Cuccinelli fears flood of rats, vermin from D.C. into VA

Posted on: 11:19 pm, January 16, 2012, by , updated on: 06:08pm, February 28, 2012

RICHMOND, Va. (WTVR) – Ken Cuccinelli, the man who interprets and enforces Virginia law, said a year-old Washington D.C. law  could cause a flood of rats and mice across the Potomac into Virginia from the nation’s capital.

During a recent interview with WMAL radio in the Washington area about the rat infestation in Occupy D.C. parks, Cuccinelli  said, “Last year, in its finite wisdom, the D.C. City Council passed a law, a triumph of animal rights over human health, where those pest control people you suggested they bring in aren’t allowed to kill the rats. They have to relocate the rats.  And not only that – that’s really not the worst part – they can’t break of the families of the rats . . . it’s worse than our immigration policy.”

Really, sir?

We read the law, the Wildlife Protection Act of 2010 (B18-498). There’s no doubt it is very animal-friendly. Pests like raccoons, squirrels, chipmunks, skunks and pigeons have to be humanely trapped – no more snap traps or glue traps. And all the humane traps must be checked every 24 hours, at the least.

If possible, the critter must be relocated, humanely, which is a tough job in D.C. because it’s mostly all city. And every effort must be made to move the whole family of animals.

But right there on page one of the Wildlife Protection Act it said “commensal rodents” are exempted – they’re still fair game for extermination. That’s your Norway rat, roof rat and common house mouse.

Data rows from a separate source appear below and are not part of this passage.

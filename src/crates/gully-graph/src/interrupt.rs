//! Human-in-the-loop interrupts
//!
//! A node suspends a run by producing an [`Interrupt`] instead of a state
//! update: a unique id plus an opaque JSON payload, conventionally carrying a
//! `"prompt"` field for display. The runtime persists the pause point and
//! surfaces the token to the caller; the caller answers with a [`ResumeMap`]
//! keyed by the interrupt id. Each token is consumed exactly once - resuming
//! a run that has already advanced past it is an error, not a repeat.

use serde::{Deserialize, Serialize};
use serde_json::{json, Value};
use std::collections::HashMap;
use uuid::Uuid;

/// Resume values keyed by interrupt id.
pub type ResumeMap = HashMap<String, Value>;

/// A cooperative suspension point surfaced to the caller.
#[derive(Debug, Clone, PartialEq, Serialize, Deserialize)]
pub struct Interrupt {
    /// Unique id, the key the resume value is supplied under
    pub id: String,

    /// Opaque payload; conventionally `{"message": ..., "prompt": ...}`
    pub value: Value,
}

impl Interrupt {
    /// Create an interrupt with the given payload.
    pub fn new(value: Value) -> Self {
        Self {
            id: Uuid::new_v4().to_string(),
            value,
        }
    }

    /// Create an interrupt requesting operator input, with matching
    /// message/prompt fields in the payload.
    pub fn request_input(message: impl Into<String>, prompt: impl Into<String>) -> Self {
        Self::new(json!({
            "message": message.into(),
            "prompt": prompt.into(),
        }))
    }

    /// The human-readable prompt for this interrupt: the payload's `"prompt"`
    /// field when present, the payload itself rendered as text otherwise.
    pub fn prompt(&self) -> String {
        match self.value.get("prompt").and_then(Value::as_str) {
            Some(prompt) => prompt.to_string(),
            None => match &self.value {
                Value::String(s) => s.clone(),
                other => other.to_string(),
            },
        }
    }
}

#[cfg(test)]
mod tests {
    use super::*;

    #[test]
    fn test_ids_are_unique() {
        let a = Interrupt::new(json!("x"));
        let b = Interrupt::new(json!("x"));
        assert_ne!(a.id, b.id);
    }

    #[test]
    fn test_prompt_from_payload_field() {
        let interrupt = Interrupt::request_input(
            "Enter your preferred team:",
            "Please enter your preferred team: ",
        );
        assert_eq!(interrupt.prompt(), "Please enter your preferred team: ");
    }

    #[test]
    fn test_prompt_falls_back_to_payload() {
        let plain = Interrupt::new(json!("Provide a value"));
        assert_eq!(plain.prompt(), "Provide a value");

        let object = Interrupt::new(json!({"reason": "missing field"}));
        assert!(object.prompt().contains("missing field"));
    }

    #[test]
    fn test_serde_round_trip() {
        let interrupt = Interrupt::request_input("m", "p");
        let value = serde_json::to_value(&interrupt).unwrap();
        let back: Interrupt = serde_json::from_value(value).unwrap();
        assert_eq!(back, interrupt);
    }
}
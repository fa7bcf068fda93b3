//! Thread-safe in-memory checkpoint storage
//!
//! [`InMemorySaver`] is the reference [`CheckpointSaver`] implementation,
//! suitable for development, testing, and single-process deployments. State
//! does not survive the process; implement the trait over a database for
//! durable storage.
//!
//! Checkpoints are stored serialized through the configured
//! [`SerializerProtocol`] (JSON by default), so a saver round-trips exactly
//! what a durable backend would. The `RwLock` serializes writes; readers of
//! other sessions proceed concurrently.

use crate::checkpoint::Checkpoint;
use crate::error::Result;
use crate::serializer::{JsonSerializer, SerializerProtocol};
use crate::traits::CheckpointSaver;
use async_trait::async_trait;
use std::collections::HashMap;
use std::sync::Arc;
use tokio::sync::RwLock;

/// In-memory checkpoint saver.
///
/// # Example
///
/// ```rust
/// use gully_checkpoint::{Checkpoint, CheckpointSaver, InMemorySaver};
/// use serde_json::json;
///
/// # #[tokio::main]
/// # async fn main() -> gully_checkpoint::Result<()> {
/// let saver = InMemorySaver::new();
///
/// saver.put(Checkpoint::new("session-1", 0, json!({}))).await?;
/// let loaded = saver.get("session-1").await?;
/// assert_eq!(loaded.unwrap().step, 0);
/// # Ok(())
/// # }
/// ```
#[derive(Clone)]
pub struct InMemorySaver<S: SerializerProtocol = JsonSerializer> {
    entries: Arc<RwLock<HashMap<String, Vec<u8>>>>,
    serializer: Arc<S>,
}

impl InMemorySaver<JsonSerializer> {
    /// Create a saver backed by the default JSON serializer.
    pub fn new() -> Self {
        Self::with_serializer(JsonSerializer::new())
    }
}

impl Default for InMemorySaver<JsonSerializer> {
    fn default() -> Self {
        Self::new()
    }
}

impl<S: SerializerProtocol> InMemorySaver<S> {
    /// Create a saver with a custom serialization protocol.
    pub fn with_serializer(serializer: S) -> Self {
        Self {
            entries: Arc::new(RwLock::new(HashMap::new())),
            serializer: Arc::new(serializer),
        }
    }

    /// Number of sessions currently holding a checkpoint.
    pub async fn session_count(&self) -> usize {
        self.entries.read().await.len()
    }

    /// Clear all checkpoints (useful for testing).
    pub async fn clear(&self) {
        self.entries.write().await.clear();
    }
}

#[async_trait]
impl<S: SerializerProtocol> CheckpointSaver for InMemorySaver<S> {
    async fn put(&self, checkpoint: Checkpoint) -> Result<()> {
        let data = self.serializer.dumps(&checkpoint)?;
        self.entries
            .write()
            .await
            .insert(checkpoint.session_id.clone(), data);
        Ok(())
    }

    async fn get(&self, session_id: &str) -> Result<Option<Checkpoint>> {
        let entries = self.entries.read().await;
        match entries.get(session_id) {
            Some(data) => Ok(Some(self.serializer.loads(data)?)),
            None => Ok(None),
        }
    }

    async fn delete(&self, session_id: &str) -> Result<()> {
        self.entries.write().await.remove(session_id);
        Ok(())
    }

    async fn list_sessions(&self) -> Result<Vec<String>> {
        Ok(self.entries.read().await.keys().cloned().collect())
    }
}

Also, there’s plenty of wiggle room in the law. If relocation options are not feasible, it’s okay to euthanize the animals.

We asked Cuccinelli’s office about this, and his press secretary said the rice rat and deer mouse are not exempt, and they’re also concerned about infections like Lyme disease being spread by rodents and other animals relocated to Virginia.

Here’s the entire statement:

“The attorney general says he was afraid that the D.C. law might encourage transporting rats from DC, as it encourages catch-and-release technique.” (if you read this article, you will see that wildlife experts said the same thing:   http://www.arlnow.com/2012/01/12/cuccinelli-smells-a-rat-in-d-c/).

The word from wildlife control experts is that to be effective in that method, animals should be released far from their catch point — perhaps across the Potomac in Virginia — so they do not return. The law exempts some types of rats, but not all.

While certain “commensal rodents” (which include two species of rats) are exempted from the law, the rice rat and the deer mouse are species that wildlife control experts note are within the District that are NOT defined as commensal rodents, so they would appear not to be exempt from the law (ie. – they would be required to be caught and released, etc.)

In addition to these particular rats and mice, raccoons, squirrels, skunks and other animals known to carry rabies, Lyme Disease, and other diseases are not exempt from the law.

While rats were one example the attorney general gave, there are many other examples of wildlife that he could have used.  The point he was making is that certain rats, mice, raccoons, squirrels, skunks, and other animals known to carry rabies, Lyme Disease, and other diseases have the possibility of being transported to Virginia, where they could infect humans.  That is why he has been concerned about this issue.”

But since it’s against the law to transport wildlife across state lines, it is doubtful there’s going to be a flood of rabid or tick-infested raccoons any time soon.

That said, the law is going to make pest control more expensive and difficult in D.C.

Commonly used snap and glue traps for rats and mice appear to be out because they could catch non-exempt animals, like chipmunks and squirrels.

Clyde Wilson, with Anytime Pest Control in the Richmond area, said snap traps (like mousetraps) and particularly glue traps are effective tools in fighting rat and mice infestations.

And that the mandate requires traps be checked every 24-hours will add to the cost of many extermination jobs, he said.

But what the Wildlife Protection Act doesn’t address is the use of junkets, PAC money and sweet stock deals to bait and trap the rats that roam the halls of Congress in our nation’s capitol.